Ukraine’s national nuclear regulator has said that the plant’s employees are being permitted to work as normal, safety systems are currently functioning and there was no reported change in radiation levels at the site.

-ABC News’ Brian Hartman and Patrick Reevell

Mar 04, 2:12 am
UN nuclear watchdog warns of ‘severe danger if any reactors were hit’ at plant

The International Atomic Energy Agency (IAEA) has appealed for a halt of the use of force at Ukraine’s largest nuclear power plant and warned of “severe danger if any reactors were hit.”
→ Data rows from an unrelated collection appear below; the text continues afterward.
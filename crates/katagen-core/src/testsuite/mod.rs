//! Test-suite shape validation and the one-shot LLM repairer.

pub mod repair;
pub mod validator;

pub use repair::TestSuiteRepairer;
pub use validator::{validate_test_suite, TestSuiteIssue};
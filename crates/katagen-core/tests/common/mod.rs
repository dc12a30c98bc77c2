//! Scripted collaborators and draft builders shared by the pipeline
//! scenario tests.

use std::collections::VecDeque;

use async_trait::async_trait;
use parking_lot::Mutex;

use katagen_core::error::CollaboratorError;
use katagen_core::external::{
    CompletionRequest, CompletionResponse, JudgeAdapter, JudgeRequest, JudgeResult, LlmClient,
};

/// Replays queued LLM responses in order.
#[derive(Default)]
pub struct ScriptedLlm {
    responses: Mutex<VecDeque<String>>,
    pub calls: Mutex<Vec<CompletionRequest>>,
}

impl ScriptedLlm {
    pub fn new(responses: Vec<String>) -> Self {
        Self {
            responses: Mutex::new(responses.into()),
            calls: Mutex::new(Vec::new()),
        }
    }
}

#[async_trait]
impl LlmClient for ScriptedLlm {
    async fn complete(
        &self,
        request: CompletionRequest,
    ) -> Result<CompletionResponse, CollaboratorError> {
        self.calls.lock().push(request);
        let text = self
            .responses
            .lock()
            .pop_front()
            .ok_or_else(|| CollaboratorError::Transport("scripted responses exhausted".into()))?;
        Ok(CompletionResponse { text })
    }
}

/// Judge whose verdict is a pure function of the request.
pub struct FnJudge<F>
where
    F: Fn(&JudgeRequest) -> JudgeResult + Send + Sync,
{
    verdict: F,
    pub requests: Mutex<Vec<JudgeRequest>>,
}

impl<F> FnJudge<F>
where
    F: Fn(&JudgeRequest) -> JudgeResult + Send + Sync,
{
    pub fn new(verdict: F) -> Self {
        Self {
            verdict,
            requests: Mutex::new(Vec::new()),
        }
    }
}

#[async_trait]
impl<F> JudgeAdapter for FnJudge<F>
where
    F: Fn(&JudgeRequest) -> JudgeResult + Send + Sync,
{
    async fn judge(&self, request: JudgeRequest) -> Result<JudgeResult, CollaboratorError> {
        let result = (self.verdict)(&request);
        self.requests.lock().push(request);
        Ok(result)
    }
}

pub fn passing() -> JudgeResult {
    JudgeResult {
        success: true,
        passed_tests: (1..=8).map(|n| format!("test_case_{n}")).collect(),
        failed_tests: vec![],
        stdout: String::new(),
        stderr: String::new(),
        execution_time_ms: 10,
        exit_code: 0,
        timed_out: false,
    }
}

pub fn failing() -> JudgeResult {
    JudgeResult {
        success: false,
        passed_tests: vec![],
        failed_tests: (1..=8).map(|n| format!("test_case_{n}")).collect(),
        stdout: "assertion failed".to_string(),
        stderr: String::new(),
        execution_time_ms: 10,
        exit_code: 1,
        timed_out: false,
    }
}

/// The submitted code for `Code` requests, empty otherwise.
pub fn request_code(request: &JudgeRequest) -> &str {
    match request {
        JudgeRequest::Code { code, .. } => code,
        _ => "",
    }
}

/// A valid Python stdout-style draft response: reference prints upper-case
/// input, tests use capsys.
pub fn python_stdout_draft(seq: usize, constraints: &str) -> String {
    let mut suite = String::new();
    for n in 1..=8 {
        suite.push_str(&format!(
            "def test_case_{n}(capsys):\n    solve(\"w{seq}{n}\")\n    assert capsys.readouterr().out == \"W{seq}{n}\\n\"\n\n"
        ));
    }
    serde_json::json!({
        "title": format!("Shout it {seq}"),
        "description": "Print the upper-cased input string.",
        "starter_code": "def solve(text):\n    pass\n",
        "reference_solution": format!("def solve(text):\n    # IMPL {seq}\n    print(text.upper())\n"),
        "test_suite": suite,
        "constraints": constraints,
        "sample_inputs": ["hello"],
        "sample_outputs": ["HELLO"],
    })
    .to_string()
}

/// A Java polymorphism draft. `weak_tests` stamps the suite so a scripted
/// judge can let baselines pass against it.
pub fn java_poly_draft(seq: usize, constraints: &str, weak_tests: bool) -> String {
    let marker = if weak_tests { "weak" } else { "strong" };
    let reference = format!(
        r#"interface Rate {{
    double apply(double amount);
}}

class FlatRate implements Rate {{
    public double apply(double amount) {{ return amount + 5.0; }}
}}

class TieredRate implements Rate {{
    public double apply(double amount) {{ return amount * 1.1; }}
}}

public class Billing {{
    // IMPL {seq}
    public double total(Rate rate, double amount) {{
        return rate.apply(amount);
    }}
}}
"#
    );
    let mut suite = format!(
        "import org.junit.jupiter.api.Test;\nimport static org.junit.jupiter.api.Assertions.assertEquals;\n\n// suite: {marker} {seq}\npublic class BillingTest {{\n"
    );
    for n in 1..=8 {
        suite.push_str(&format!(
            "    @Test\n    public void test_case_{n}() {{\n        Rate rate = new FlatRate();\n        Rate tiered = new TieredRate();\n        Billing billing = new Billing();\n        assertEquals({n}.0 + 5.0, billing.total(rate, {n}.0), 0);\n        assertEquals({n}.0 * 1.1, billing.total(tiered, {n}.0), 0);\n    }}\n"
        ));
    }
    suite.push_str("}\n");
    serde_json::json!({
        "title": format!("Billing rates {seq}"),
        "description": "Compute totals through a Rate strategy.",
        "starter_code": "public class Billing {\n    public double total(Rate rate, double amount) {\n        return 0;\n    }\n}\n",
        "reference_solution": reference,
        "test_suite": suite,
        "constraints": constraints,
        "sample_inputs": ["10"],
        "sample_outputs": ["15"],
    })
    .to_string()
}

/// A Java draft with no interface or abstract base, violating the
/// polymorphism obligation.
pub fn java_flat_draft(seq: usize, constraints: &str) -> String {
    let mut suite = String::from(
        "import org.junit.jupiter.api.Test;\nimport static org.junit.jupiter.api.Assertions.assertEquals;\n\npublic class BillingTest {\n",
    );
    for n in 1..=8 {
        suite.push_str(&format!(
            "    @Test\n    public void test_case_{n}() {{ assertEquals({n}, new Billing().solve(\"basic\", {n})); }}\n"
        ));
    }
    suite.push_str("}\n");
    serde_json::json!({
        "title": format!("Billing {seq}"),
        "description": "Flat billing with no abstraction.",
        "starter_code": "public class Billing {\n    public int solve(String kind, int amount) {\n        return 0;\n    }\n}\n",
        "reference_solution": format!("public class Billing {{\n    // IMPL {seq}\n    public int solve(String kind, int amount) {{\n        return amount;\n    }}\n}}\n"),
        "test_suite": suite,
        "constraints": constraints,
        "sample_inputs": ["basic 3"],
        "sample_outputs": ["3"],
    })
    .to_string()
}

/// A C++ stdout draft whose starter is only an include and a comment, so
/// the generator must synthesize the scaffold from the reference.
pub fn cpp_stdout_draft(seq: usize, constraints: &str) -> String {
    let mut suite = String::from(
        "#include \"solution.cpp\"\n#include <iostream>\n#include <sstream>\n#include <string>\n\nint failures = 0;\n\n#define RUN_TEST(name, a, b, expected) run_case(name, a, b, expected)\n\nvoid run_case(const std::string& name, int a, int b, const std::string& expected) {\n    std::ostringstream captured;\n    auto* old_buf = std::cout.rdbuf(captured.rdbuf());\n    solve(a, b);\n    std::cout.rdbuf(old_buf);\n    if (captured.str() == expected) {\n        std::cout << \"[PASS] \" << name << \"\\n\";\n    } else {\n        std::cout << \"[FAIL] \" << name << \"\\n\";\n        failures++;\n    }\n}\n\nint main() {\n",
    );
    for n in 1..=8 {
        suite.push_str(&format!(
            "    RUN_TEST(\"test_case_{n}\", {n}, {n}, \"{}\\n\");\n",
            2 * n
        ));
    }
    suite.push_str("    return failures;\n}\n");
    serde_json::json!({
        "title": format!("Sum printer {seq}"),
        "description": "Print the sum of two integers.",
        "starter_code": "#include <iostream>\n// write solve below\n",
        "reference_solution": format!("#include <iostream>\n\nvoid solve(int a, int b) {{\n    // IMPL {seq}\n    std::cout << a + b << \"\\n\";\n}}\n"),
        "test_suite": suite,
        "constraints": constraints,
        "sample_inputs": ["1 2"],
        "sample_outputs": ["3"],
    })
    .to_string()
}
The United Nations nuclear watchdog said in a statement early Friday that it was informed by Ukraine that the Zaporizhzhia nuclear power plant, the largest in Europe, had been shelled overnight in the eastern city of Enerhodar. IAEA Director-General Rafael Mariano Grossi “immediately” spoke with Ukrainian Prime Minister Denys Shmyhal as well as the country’s national nuclear regulator and operator about the “serious situation.” Grossi is expected to hold a press conference later Friday.

According to IAEA, the Ukrainian regulatory authority said a fire at the site had not affected “essential” equipment and plant personnel were taking mitigatory actions, and that there was no reported change in radiation levels at the plant.

Ukraine’s State Emergency Service said the blaze, which occurred in a training building after shelling from Russian forces, was extinguished Friday morning.

The IAEA said it is putting its Incident and Emergency Center (IEC) in “full response mode” due to the situation at the Zaporizhzhia nuclear power plant. The agency continues to closely monitor developments at the facility and remains in constant contact with Ukraine.